■ **Try it**
Every entry must come back exactly as it was given.

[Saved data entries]
Start of Block
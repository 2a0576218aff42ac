//! Wrappers around x86 instructions.
use core::arch::asm;

/// Interrupt flag in EFLAGS.
const EFLAGS_IF: usize = 1 << 9;

/// Paging enable bit in CR0.
pub const CR0_PG: usize = 1 << 31;

#[inline]
pub fn hlt() {
    unsafe {
        asm!("hlt", options(nomem, nostack));
    }
}

/// Mask maskable interrupts.
#[inline]
pub fn cli() {
    unsafe {
        asm!("cli", options(nomem, nostack));
    }
}

/// Unmask maskable interrupts.
#[inline]
pub fn sti() {
    unsafe {
        asm!("sti", options(nomem, nostack));
    }
}

/// Enable interrupts and halt until the next one arrives.
///
/// `sti` only takes effect after the following instruction, so an interrupt
/// cannot slip in between the two and leave us halted with nothing to wake us.
#[inline]
pub fn enable_and_hlt() {
    unsafe {
        asm!("sti; hlt", options(nomem, nostack));
    }
}

/// Stop the CPU for good.
pub fn halt_forever() -> ! {
    loop {
        cli();
        hlt();
    }
}

pub fn interrupts_enabled() -> bool {
    let flags: usize;
    unsafe {
        asm!("pushf", "pop {}", out(reg) flags, options(nomem, preserves_flags));
    }
    flags & EFLAGS_IF != 0
}

/// Run `f` with interrupts masked, restoring the previous state afterwards.
pub fn without_interrupts<F, R>(f: F) -> R
where
    F: FnOnce() -> R,
{
    let were_enabled = interrupts_enabled();
    if were_enabled {
        cli();
    }
    let ret = f();
    if were_enabled {
        sti();
    }
    ret
}

#[inline]
pub fn read_cr0() -> usize {
    let value: usize;
    unsafe {
        asm!("mov {}, cr0", out(reg) value, options(nomem, nostack, preserves_flags));
    }
    value
}

/// # Safety
/// Changing CR0 can switch paging or protection off under running code.
#[inline]
pub unsafe fn write_cr0(value: usize) {
    asm!("mov cr0, {}", in(reg) value, options(nostack, preserves_flags));
}

/// Faulting linear address of the last page fault.
#[inline]
pub fn read_cr2() -> usize {
    let value: usize;
    unsafe {
        asm!("mov {}, cr2", out(reg) value, options(nomem, nostack, preserves_flags));
    }
    value
}

#[inline]
pub fn read_cr3() -> usize {
    let value: usize;
    unsafe {
        asm!("mov {}, cr3", out(reg) value, options(nomem, nostack, preserves_flags));
    }
    value
}

/// # Safety
/// `value` must be the physical address of a valid page directory.
#[inline]
pub unsafe fn write_cr3(value: usize) {
    asm!("mov cr3, {}", in(reg) value, options(nostack, preserves_flags));
}
//! 8253/8254 PIT channel 0: periodic tick on IRQ0, plus the sleep services
//! built on it.
//!
//! The tick counter is written only by the IRQ0 handler and read only by
//! top-level code. It is a single word, so reads need no lock; elapsed time
//! is computed with wrapping arithmetic so the wrap after ~49 days at 1 kHz
//! is harmless.

use core::sync::atomic::{AtomicU32, Ordering};

use crate::interrupts::{self, pic, InterruptFrame};
use crate::io::outb;
use crate::x86;

pub const CH0_DATA: u16 = 0x40;
pub const CH2_DATA: u16 = 0x42;
pub const CMD: u16 = 0x43;

/// PIT input clock (Hz). Divisor = BASE_HZ / desired frequency.
pub const BASE_HZ: u32 = 1_193_182;

/// Channel 0, lo/hi bytes, mode 3 (square wave), binary.
const CMD_CH0_SQUARE: u8 = 0x36;

static TICKS: AtomicU32 = AtomicU32::new(0);
static HZ: AtomicU32 = AtomicU32::new(0);

/// Reload value for a channel producing `hz`, clamped to what 16 bits hold.
pub fn divisor_for(hz: u32) -> u16 {
    (BASE_HZ / hz.max(1)).clamp(1, u16::MAX as u32) as u16
}

/// Program channel 0 at `target_hz` and hook IRQ0. Interrupts must be off.
pub fn init(target_hz: u32) {
    let divisor = divisor_for(target_hz);
    HZ.store(BASE_HZ / divisor as u32, Ordering::Relaxed);
    TICKS.store(0, Ordering::Relaxed);

    interrupts::register_handler(interrupts::irq_vector(pic::IRQ_TIMER), on_tick, core::ptr::null_mut());

    unsafe {
        outb(CMD, CMD_CH0_SQUARE);
        outb(CH0_DATA, divisor as u8);
        outb(CH0_DATA, (divisor >> 8) as u8);
    }
    log!(
        "PIT: requested {} Hz, divisor {}, actual {} Hz",
        target_hz,
        divisor,
        hz()
    );
}

fn on_tick(_frame: &InterruptFrame, _context: *mut ()) {
    // The dispatcher sends the EOI once we return.
    TICKS.fetch_add(1, Ordering::Relaxed);
}

/// Ticks since `init`.
pub fn ticks() -> u32 {
    TICKS.load(Ordering::Relaxed)
}

/// Tick rate actually programmed.
pub fn hz() -> u32 {
    HZ.load(Ordering::Relaxed)
}

pub fn uptime_ms() -> u64 {
    match hz() {
        0 => 0,
        hz => ticks() as u64 * 1000 / hz as u64,
    }
}

/// Ticks covering at least `ms` milliseconds at `hz`, rounded up.
pub fn ms_to_ticks(ms: u32, hz: u32) -> u32 {
    ((ms as u64 * hz as u64 + 999) / 1000) as u32
}

/// How many ticks a sleep of `ms` waits for.
///
/// The first tick after `start` is read may be only partly elapsed, so one
/// extra tick is waited for; this keeps every sleep at least `ms` long.
fn sleep_ticks(ms: u32, hz: u32) -> u32 {
    match ms {
        0 => 0,
        ms => ms_to_ticks(ms, hz) + 1,
    }
}

fn elapsed_since(start: u32) -> u32 {
    ticks().wrapping_sub(start)
}

/// Spin on the tick counter for at least `ms` milliseconds.
/// Interrupts must be enabled or this never returns.
pub fn sleep_busy(ms: u32) {
    let start = ticks();
    let wait = sleep_ticks(ms, hz());
    while elapsed_since(start) < wait {
        core::hint::spin_loop();
    }
}

/// Halt between ticks for at least `ms` milliseconds.
///
/// Only callable from top-level code: it enables interrupts. It can
/// overshoot when other handlers run long.
pub fn sleep_interrupt(ms: u32) {
    let start = ticks();
    let wait = sleep_ticks(ms, hz());
    while elapsed_since(start) < wait {
        x86::enable_and_hlt();
    }
}

#[cfg(test)]
mod test {
    use super::*;

    #[test]
    fn divisor_fits_sixteen_bits() {
        assert_eq!(divisor_for(1000), 1193);
        assert_eq!(divisor_for(100), 11931);
        assert_eq!(divisor_for(18), u16::MAX);
        assert_eq!(divisor_for(0), u16::MAX);
        assert_eq!(divisor_for(BASE_HZ * 2), 1);
    }

    #[test]
    fn ms_round_up_to_whole_ticks() {
        assert_eq!(ms_to_ticks(500, 1000), 500);
        assert_eq!(ms_to_ticks(5, 100), 1);
        assert_eq!(ms_to_ticks(10, 100), 1);
        assert_eq!(ms_to_ticks(11, 100), 2);
        assert_eq!(ms_to_ticks(0, 1000), 0);
    }

    #[test]
    fn sleep_covers_a_partial_first_tick() {
        assert_eq!(sleep_ticks(0, 1000), 0);
        let wait = sleep_ticks(500, 1000);
        // within the 0.98..1.10 window of the nominal 500 ticks
        assert!(wait >= 490 && wait <= 550);
        assert!(wait > ms_to_ticks(500, 1000));
    }

    #[test]
    fn elapsed_survives_counter_wrap() {
        let start = u32::MAX - 2;
        assert_eq!(5u32.wrapping_sub(start), 8);
    }
}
End of Block
■ **Solution to this task**
repository 2a0576218aff42ac
//! Wrappers around x86 instructions.
use core::arch::asm;

/// Interrupt flag in EFLAGS.
const EFLAGS_IF: usize = 1 << 9;

/// Paging enable bit in CR0.
pub const CR0_PG: usize = 1 << 31;

#[inline]
pub fn hlt() {
    unsafe {
        asm!("hlt", options(nomem, nostack));
    }
}

/// Mask maskable interrupts.
#[inline]
pub fn cli() {
    unsafe {
        asm!("cli", options(nomem, nostack));
    }
}

/// Unmask maskable interrupts.
#[inline]
pub fn sti() {
    unsafe {
        asm!("sti", options(nomem, nostack));
    }
}

/// Enable interrupts and halt until the next one arrives.
///
/// `sti` only takes effect after the following instruction, so an interrupt
/// cannot slip in between the two and leave us halted with nothing to wake us.
#[inline]
pub fn enable_and_hlt() {
    unsafe {
        asm!("sti; hlt", options(nomem, nostack));
    }
}

/// Stop the CPU for good.
pub fn halt_forever() -> ! {
    loop {
        cli();
        hlt();
    }
}

pub fn interrupts_enabled() -> bool {
    let flags: usize;
    unsafe {
        asm!("pushf", "pop {}", out(reg) flags, options(nomem, preserves_flags));
    }
    flags & EFLAGS_IF != 0
}

/// Run `f` with interrupts masked, restoring the previous state afterwards.
pub fn without_interrupts<F, R>(f: F) -> R
where
    F: FnOnce() -> R,
{
    let were_enabled = interrupts_enabled();
    if were_enabled {
        cli();
    }
    let ret = f();
    if were_enabled {
        sti();
    }
    ret
}

#[inline]
pub fn read_cr0() -> usize {
    let value: usize;
    unsafe {
        asm!("mov {}, cr0", out(reg) value, options(nomem, nostack, preserves_flags));
    }
    value
}

/// # Safety
/// Changing CR0 can switch paging or protection off under running code.
#[inline]
pub unsafe fn write_cr0(value: usize) {
    asm!("mov cr0, {}", in(reg) value, options(nostack, preserves_flags));
}

/// Faulting linear address of the last page fault.
#[inline]
pub fn read_cr2() -> usize {
    let value: usize;
    unsafe {
        asm!("mov {}, cr2", out(reg) value, options(nomem, nostack, preserves_flags));
    }
    value
}

#[inline]
pub fn read_cr3() -> usize {
    let value: usize;
    unsafe {
        asm!("mov {}, cr3", out(reg) value, options(nomem, nostack, preserves_flags));
    }
    value
}

/// # Safety
/// `value` must be the physical address of a valid page directory.
#[inline]
pub unsafe fn write_cr3(value: usize) {
    asm!("mov cr3, {}", in(reg) value, options(nostack, preserves_flags));
}
//! 8253/8254 PIT channel 0: periodic tick on IRQ0, plus the sleep services
//! built on it.
//!
//! The tick counter is written only by the IRQ0 handler and read only by
//! top-level code. It is a single word, so reads need no lock; elapsed time
//! is computed with wrapping arithmetic so the wrap after ~49 days at 1 kHz
//! is harmless.

use core::sync::atomic::{AtomicU32, Ordering};

use crate::interrupts::{self, pic, InterruptFrame};
use crate::io::outb;
use crate::x86;

pub const CH0_DATA: u16 = 0x40;
pub const CH2_DATA: u16 = 0x42;
pub const CMD: u16 = 0x43;

/// PIT input clock (Hz). Divisor = BASE_HZ / desired frequency.
pub const BASE_HZ: u32 = 1_193_182;

/// Channel 0, lo/hi bytes, mode 3 (square wave), binary.
const CMD_CH0_SQUARE: u8 = 0x36;

static TICKS: AtomicU32 = AtomicU32::new(0);
static HZ: AtomicU32 = AtomicU32::new(0);

/// Reload value for a channel producing `hz`, clamped to what 16 bits hold.
pub fn divisor_for(hz: u32) -> u16 {
    (BASE_HZ / hz.max(1)).clamp(1, u16::MAX as u32) as u16
}

/// Program channel 0 at `target_hz` and hook IRQ0. Interrupts must be off.
pub fn init(target_hz: u32) {
    let divisor = divisor_for(target_hz);
    HZ.store(BASE_HZ / divisor as u32, Ordering::Relaxed);
    TICKS.store(0, Ordering::Relaxed);

    interrupts::register_handler(interrupts::irq_vector(pic::IRQ_TIMER), on_tick, core::ptr::null_mut());

    unsafe {
        outb(CMD, CMD_CH0_SQUARE);
        outb(CH0_DATA, divisor as u8);
        outb(CH0_DATA, (divisor >> 8) as u8);
    }
    log!(
        "PIT: requested {} Hz, divisor {}, actual {} Hz",
        target_hz,
        divisor,
        hz()
    );
}

fn on_tick(_frame: &InterruptFrame, _context: *mut ()) {
    // The dispatcher sends the EOI once we return.
    TICKS.fetch_add(1, Ordering::Relaxed);
}

/// Ticks since `init`.
pub fn ticks() -> u32 {
    TICKS.load(Ordering::Relaxed)
}

/// Tick rate actually programmed.
pub fn hz() -> u32 {
    HZ.load(Ordering::Relaxed)
}

pub fn uptime_ms() -> u64 {
    match hz() {
        0 => 0,
        hz => ticks() as u64 * 1000 / hz as u64,
    }
}

/// Ticks covering at least `ms` milliseconds at `hz`, rounded up.
pub fn ms_to_ticks(ms: u32, hz: u32) -> u32 {
    ((ms as u64 * hz as u64 + 999) / 1000) as u32
}

/// How many ticks a sleep of `ms` waits for.
///
/// The first tick after `start` is read may be only partly elapsed, so one
/// extra tick is waited for; this keeps every sleep at least `ms` long.
fn sleep_ticks(ms: u32, hz: u32) -> u32 {
    match ms {
        0 => 0,
        ms => ms_to_ticks(ms, hz) + 1,
    }
}

fn elapsed_since(start: u32) -> u32 {
    ticks().wrapping_sub(start)
}

/// Spin on the tick counter for at least `ms` milliseconds.
/// Interrupts must be enabled or this never returns.
pub fn sleep_busy(ms: u32) {
    let start = ticks();
    let wait = sleep_ticks(ms, hz());
    while elapsed_since(start) < wait {
        core::hint::spin_loop();
    }
}

/// Halt between ticks for at least `ms` milliseconds.
///
/// Only callable from top-level code: it enables interrupts. It can
/// overshoot when other handlers run long.
pub fn sleep_interrupt(ms: u32) {
    let start = ticks();
    let wait = sleep_ticks(ms, hz());
    while elapsed_since(start) < wait {
        x86::enable_and_hlt();
    }
}

#[cfg(test)]
mod test {
    use super::*;

    #[test]
    fn divisor_fits_sixteen_bits() {
        assert_eq!(divisor_for(1000), 1193);
        assert_eq!(divisor_for(100), 11931);
        assert_eq!(divisor_for(18), u16::MAX);
        assert_eq!(divisor_for(0), u16::MAX);
        assert_eq!(divisor_for(BASE_HZ * 2), 1);
    }

    #[test]
    fn ms_round_up_to_whole_ticks() {
        assert_eq!(ms_to_ticks(500, 1000), 500);
        assert_eq!(ms_to_ticks(5, 100), 1);
        assert_eq!(ms_to_ticks(10, 100), 1);
        assert_eq!(ms_to_ticks(11, 100), 2);
        assert_eq!(ms_to_ticks(0, 1000), 0);
    }

    #[test]
    fn sleep_covers_a_partial_first_tick() {
        assert_eq!(sleep_ticks(0, 1000), 0);
        let wait = sleep_ticks(500, 1000);
        // within the 0.98..1.10 window of the nominal 500 ticks
        assert!(wait >= 490 && wait <= 550);
        assert!(wait > ms_to_ticks(500, 1000));
    }

    #[test]
    fn elapsed_survives_counter_wrap() {
        let start = u32::MAX - 2;
        assert_eq!(5u32.wrapping_sub(start), 8);
    }
}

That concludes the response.